If you bought the sprayer at home depot, all you need is the UPC and the receipt. Here's a link to the rebate form:

[url=http://www.homedepot.com/cmc_upload/HDUS/EN_US/pc/common/pdfs/042706_072606_WagnerPaintProducts.pdf]

Just send it in before the end of the month and you should be fine.

Thanks for the tips! Second/Third coat will be going on in an hour... Then wetsanding tomorrow. I'd like to put more coats on, but I've got to use the car on Saturday. :/

-Morwan




Pardner, here's the right rebate form:

http://www.homedepot.com/cmc_upload/HDUS...oorProducts.pdf

Bought the unit last week to waterproof my folks' deck. Was in the middle of trying this roller method on my daily driver when I thought of using the Wagner on the car. The only thing is it might take a while since I'm completely stripping the car to metal. It's a 92 japanese import, and from what I've heard, finishes on cars of that era weren't that great due to environmental concerns regarding the type of paint that can be applied (don't quote me on this - this is news passed on for the nth time). Anyway, the paint is in bad shape. On top of the car's original paint, sporadic layers of spray bomb paint and a lousy MAACO paint job have been applied so I decided to strip the thing to bare metal and start from there. It took me one and a half weeks of after office time (till the sun went down) just to strip the hood to bare metal using an 18-volt cordless drill and 80-grit 3M sanding pads. Haven't yet decided to strip the car in one shot then do the roller thing or do a "strip/roll/strip/roll,etc." (ok boys, don't let your imaginations run wild ) while doing one panel at a time. Of course, the Wagner is another option.

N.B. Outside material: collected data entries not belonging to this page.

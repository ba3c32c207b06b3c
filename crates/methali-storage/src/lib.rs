//! Corpus persistence: JSON load with defaults, atomic save behind a backup.

pub mod backup;
pub mod corpus_file;

pub use backup::{backup_path, write_atomic};
pub use corpus_file::{load_corpus, parse_records, save_corpus, save_corpus_at, SaveReport};
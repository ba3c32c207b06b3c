//! Block-matching similarity in the Ratcliff/Obershelp style.
//!
//! `ratio = 2 * M / T`, where `M` is the total length of the matching blocks
//! found by recursively taking the longest common substring, and `T` is the
//! combined length of both strings. Lengths are counted in chars.

use std::collections::HashMap;

/// Second sequences at least this long drop their most frequent chars from
/// the block index (they still match when a block is extended over them).
const AUTOJUNK_MIN_LEN: usize = 200;

fn block_ratio(matches: usize, total: usize) -> f64 {
    if total == 0 {
        return 1.0;
    }
    2.0 * matches as f64 / total as f64
}

/// Lookup tables over the second sequence, reusable across many first sequences.
struct BlockMatcher {
    b: Vec<char>,
    b2j: HashMap<char, Vec<usize>>,
    counts: HashMap<char, usize>,
}

impl BlockMatcher {
    fn new(b: &str) -> Self {
        let b: Vec<char> = b.chars().collect();
        let mut b2j: HashMap<char, Vec<usize>> = HashMap::new();
        let mut counts: HashMap<char, usize> = HashMap::new();
        for (j, &c) in b.iter().enumerate() {
            b2j.entry(c).or_default().push(j);
            *counts.entry(c).or_insert(0) += 1;
        }
        if b.len() >= AUTOJUNK_MIN_LEN {
            let popular = b.len() / 100 + 1;
            b2j.retain(|_, positions| positions.len() <= popular);
        }
        Self { b, b2j, counts }
    }

    /// Longest block `a[i..i+k] == b[j..j+k]` inside the given ranges; earliest `i`, then earliest `j`, wins ties.
    fn longest_match(
        &self,
        a: &[char],
        alo: usize,
        ahi: usize,
        blo: usize,
        bhi: usize,
    ) -> (usize, usize, usize) {
        let b = &self.b;
        let (mut best_i, mut best_j, mut best_k) = (alo, blo, 0);
        let mut run_ending_at: HashMap<usize, usize> = HashMap::new();
        for (i, c) in a.iter().enumerate().take(ahi).skip(alo) {
            let mut next: HashMap<usize, usize> = HashMap::new();
            if let Some(positions) = self.b2j.get(c) {
                for &j in positions {
                    if j < blo {
                        continue;
                    }
                    if j >= bhi {
                        break;
                    }
                    let prev = if j > 0 { run_ending_at.get(&(j - 1)).copied().unwrap_or(0) } else { 0 };
                    let k = prev + 1;
                    next.insert(j, k);
                    if k > best_k {
                        best_i = i + 1 - k;
                        best_j = j + 1 - k;
                        best_k = k;
                    }
                }
            }
            run_ending_at = next;
        }

        while best_i > alo && best_j > blo && a[best_i - 1] == b[best_j - 1] {
            best_i -= 1;
            best_j -= 1;
            best_k += 1;
        }
        while best_i + best_k < ahi && best_j + best_k < bhi && a[best_i + best_k] == b[best_j + best_k] {
            best_k += 1;
        }
        (best_i, best_j, best_k)
    }

    /// Total length of all matching blocks between `a` and the stored sequence.
    fn matched_len(&self, a: &[char]) -> usize {
        let mut total = 0;
        let mut pending = vec![(0, a.len(), 0, self.b.len())];
        while let Some((alo, ahi, blo, bhi)) = pending.pop() {
            let (i, j, k) = self.longest_match(a, alo, ahi, blo, bhi);
            if k == 0 {
                continue;
            }
            total += k;
            if alo < i && blo < j {
                pending.push((alo, i, blo, j));
            }
            if i + k < ahi && j + k < bhi {
                pending.push((i + k, ahi, j + k, bhi));
            }
        }
        total
    }

    fn ratio(&self, a: &[char]) -> f64 {
        block_ratio(self.matched_len(a), a.len() + self.b.len())
    }

    /// Upper bound on `ratio` from shared char multiset.
    fn quick_ratio(&self, a: &[char]) -> f64 {
        let mut remaining = self.counts.clone();
        let mut matches = 0;
        for c in a {
            if let Some(n) = remaining.get_mut(c) {
                if *n > 0 {
                    *n -= 1;
                    matches += 1;
                }
            }
        }
        block_ratio(matches, a.len() + self.b.len())
    }

    /// Upper bound on `ratio` from lengths alone.
    fn real_quick_ratio(&self, a: &[char]) -> f64 {
        block_ratio(a.len().min(self.b.len()), a.len() + self.b.len())
    }
}

/// Similarity of `a` to `b` in `[0, 1]`. Two empty strings score 1.0.
pub fn ratio(a: &str, b: &str) -> f64 {
    let a: Vec<char> = a.chars().collect();
    BlockMatcher::new(b).ratio(&a)
}

#[derive(Debug, Clone, Copy, PartialEq)]
pub struct BestMatch<'k> {
    pub key: &'k str,
    pub ratio: f64,
}

/// Picks the closest candidate that clears the acceptance cutoff.
#[derive(Debug, Clone, Copy)]
pub struct SimilarityScorer {
    cutoff: f64,
}

impl SimilarityScorer {
    pub fn new(cutoff: f64) -> Self {
        Self { cutoff: cutoff.clamp(0.0, 1.0) }
    }

    pub fn score(&self, a: &str, b: &str) -> f64 {
        ratio(a, b)
    }

    /// Highest scoring candidate with a ratio of at least the cutoff.
    ///
    /// Candidates are screened against the query with the cheap length and
    /// multiset bounds before the full ratio. Equal ratios go to the
    /// lexicographically greater key. The returned ratio is `ratio(query, key)`.
    pub fn best_match<'k>(&self, query: &str, candidates: &[&'k str]) -> Option<BestMatch<'k>> {
        if query.is_empty() || candidates.is_empty() {
            return None;
        }
        let matcher = BlockMatcher::new(query);
        let mut best: Option<(f64, &'k str)> = None;
        for &candidate in candidates {
            let a: Vec<char> = candidate.chars().collect();
            if matcher.real_quick_ratio(&a) < self.cutoff || matcher.quick_ratio(&a) < self.cutoff {
                continue;
            }
            let r = matcher.ratio(&a);
            if r < self.cutoff {
                continue;
            }
            if best.map_or(true, |current| (r, candidate) > current) {
                best = Some((r, candidate));
            }
        }
        best.map(|(_, key)| BestMatch { key, ratio: ratio(query, key) })
    }
}

impl Default for SimilarityScorer {
    fn default() -> Self {
        Self::new(0.75)
    }
}
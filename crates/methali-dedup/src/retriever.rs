//! Candidate retrieval: narrow the corpus down before scoring.

use methali_core::MergeConfig;

use crate::ngram::NGramIndex;

/// Where a candidate list came from.
#[derive(Debug, Clone, Copy, PartialEq, Eq)]
pub enum RetrievalSource {
    /// Keys sharing at least one n-gram with the query.
    Index,
    /// Index had nothing; every key of roughly the query's length.
    LengthBucket,
}

#[derive(Debug, Clone)]
pub struct Retrieval<'k> {
    pub keys: Vec<&'k str>,
    pub source: RetrievalSource,
}

impl Retrieval<'_> {
    pub fn is_empty(&self) -> bool {
        self.keys.is_empty()
    }
}

/// Candidates for `query` from the index, falling back to a length-bucketed
/// scan of `all_keys` when no n-gram is shared.
///
/// The fallback bounds work for very short queries; it does not promise the
/// closest key is included.
pub fn retrieve<'k, I>(
    query: &str,
    index: &'k NGramIndex,
    all_keys: I,
    config: &MergeConfig,
) -> Retrieval<'k>
where
    I: IntoIterator<Item = &'k str>,
{
    let ranked = index.candidates_for(query, config.candidate_limit);
    if !ranked.is_empty() {
        return Retrieval {
            keys: ranked.into_iter().map(|c| c.key).collect(),
            source: RetrievalSource::Index,
        };
    }

    let query_len = query.chars().count();
    let slack = config.length_slack(query_len);
    let keys = all_keys
        .into_iter()
        .filter(|k| k.chars().count().abs_diff(query_len) <= slack)
        .collect();
    Retrieval { keys, source: RetrievalSource::LengthBucket }
}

By the way, to those who bought the Wagner, it has a simple viscosity checker which comes with it to determine whether the paint is thin enought for the HVLP spayer. Anyway, have you tried "rolling" that mixture and what are the results? I'm thinking, if it's thin enough for the sprayer, then it might be thin enough to be rolled with the least amount of problems (orange peel, etc.).

Just trying to come up with a standard or benchmark for an acceptable paint thickness.

Here's what that contraption looks like:

http://www.gleempaint.com/viscosity-cup.html

Refer to page 4 of the Wagner manual on how to use it.